彼は敵地で飛行機から落とされた名も知らぬ仲間に同情の念を抱きながら、上着のポケットの中から小さな缶を取り出して蓋を開けると、逆さに振って手のひらにマルカマナー(※1)を二かけ落とし口に放り込んで咀嚼する。
気に入っている銘柄ではなく官給品のためまあ大した質ではないが、無いよりはましだと言わんばかりに片眉を吊り上げてしかめっ面で一心に噛み続けていた。夜が更けていく、聞いたことのない鳥の鳴き声の中に、時折夜の帳を貫くように銃声が鳴るがそれはどれも遠く遠くの音。何せここから敵の一番前のトーチカまではまだ千mもあるのだから。
明日はせめて百m以上は前進したいが、どうなるかわからないのが世の中の常である。もしかしたら敵も増援を呼んでおり、海から空を埋め尽くすほどの爆撃機の大軍がやってくるかもしれない。何かもかもしれないだが、そのかもしれないを自分たちのいいように操るのが指揮官としての役目だ。
車長は手帳にそれぞれ現在の敵の布陣や移動など些細なことでも書き留めていった。いずれは役に立つかもしれないと。
※1 マルカマナー:世界的に広がっている一般的な嗜好品。

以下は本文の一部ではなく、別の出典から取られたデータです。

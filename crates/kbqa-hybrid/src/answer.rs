//! Two-pass grounded generation: an answer pass over the assembled context,
//! then a judge pass that may veto it.

use std::sync::Arc;
use std::time::Duration;

use kbqa_core::config::AnswerPolicy;
use kbqa_core::error::{Result, Stage};
use kbqa_core::traits::ChatModel;
use kbqa_core::types::{AnswerResult, JudgeResult, RetrievalSignals};
use tracing::{debug, info, warn};

use crate::context::AssembledContext;
use crate::prompts::{answer_prompt, judge_prompt, NO_RELIABLE_INFO};
use crate::stage::with_deadline;
use crate::structured::{parse_answer, parse_judge};

/// True when retrieval alone is too weak to trust any answer.
pub fn low_retrieval_conf(signals: &RetrievalSignals, policy: &AnswerPolicy) -> bool {
    signals.top1 < policy.low_retrieval_top1 || signals.avg_top5 < policy.low_retrieval_avg_top5
}

/// Decline answers the model itself declined, answers below
/// `min_confidence`, and any answer over weak retrieval.
pub fn enforce_answer_contract(mut result: AnswerResult, low_retrieval_conf: bool, min_confidence: f32) -> AnswerResult {
    let reason = if !result.can_answer {
        if result.reason.is_empty() { "Context insufficient".to_string() } else { std::mem::take(&mut result.reason) }
    } else if low_retrieval_conf {
        "Retrieval confidence too low".to_string()
    } else if result.confidence < min_confidence {
        format!("Answer confidence {:.2} below threshold {:.2}", result.confidence, min_confidence)
    } else {
        return result;
    };
    AnswerResult { can_answer: false, confidence: 0.0, answer: NO_RELIABLE_INFO.to_string(), reason, sources: Vec::new() }
}

/// Apply a judge verdict. A verdict of "unsupported" or any hallucination
/// vetoes the answer and caps its confidence at the judge's.
pub fn reconcile(mut answer: AnswerResult, judge: Option<&JudgeResult>) -> AnswerResult {
    if let Some(j) = judge {
        if !j.is_supported || j.hallucination_level >= 1 {
            answer.can_answer = false;
            answer.confidence = answer.confidence.min(j.overall_confidence);
            answer.reason.clone_from(&j.comment);
        }
    }
    answer.confidence = answer.confidence.clamp(0.0, 1.0);
    answer
}

#[derive(Debug, Clone, PartialEq)]
pub struct AnswerOutcome {
    pub answer: AnswerResult,
    pub judge: Option<JudgeResult>,
}

pub struct AnswerJudge {
    llm: Arc<dyn ChatModel>,
    policy: AnswerPolicy,
    timeout: Duration,
}

impl AnswerJudge {
    pub fn new(llm: Arc<dyn ChatModel>, policy: AnswerPolicy, timeout: Duration) -> Self {
        Self { llm, policy, timeout }
    }

    /// Errors only when a generation call fails or times out; unreadable
    /// replies are recovered with defaults.
    pub async fn run(&self, query: &str, context: &AssembledContext, low_retrieval_conf: bool) -> Result<AnswerOutcome> {
        let p = &self.policy;
        let chunk_ids = context.chunk_ids();

        let prompt = answer_prompt(query, &context.chunks, low_retrieval_conf, p.min_confidence, &p.language);
        let raw = with_deadline(Stage::Answer, self.timeout, self.llm.complete(&prompt.system, &prompt.user)).await?;
        let parsed = parse_answer(&raw, &chunk_ids, p.plain_text_confidence);
        if !parsed.structured {
            warn!("answer pass replied in plain text");
        }
        let answer = enforce_answer_contract(parsed.result, low_retrieval_conf, p.min_confidence);
        debug!(can_answer = answer.can_answer, confidence = answer.confidence, "answer pass");

        let prompt = judge_prompt(query, &context.chunks, &answer.answer, &p.language);
        let raw_judge = with_deadline(Stage::Judge, self.timeout, self.llm.complete(&prompt.system, &prompt.user)).await?;
        let judge = parse_judge(&raw_judge, answer.confidence);
        match &judge {
            Some(j) => info!(supported = j.is_supported, hallucination = j.hallucination_level, confidence = j.overall_confidence, "judge verdict"),
            None => warn!("judge reply not understood, keeping answer"),
        }

        let was_answerable = answer.can_answer;
        let answer = reconcile(answer, judge.as_ref());
        if was_answerable && !answer.can_answer {
            warn!(reason = %answer.reason, confidence = answer.confidence, "judge vetoed answer");
        }
        Ok(AnswerOutcome { answer, judge })
    }
}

マルカムムという植物の葉を乾燥させて細切りにして丸めたもので、噛んで服用するが一部地域ではお香として焚くところもある。噛めば苦みと甘みの混じった味が、焚けばしつこくない甘い香りが漂う。中毒性は低く健康には害はない。子供から大人まで愛用する安価な嗜好品。シェーゲンツァートでは噛み終わった葉を道端に吐くと罰金二十万ベルゲル(首都の三十代の平均月収二月分)。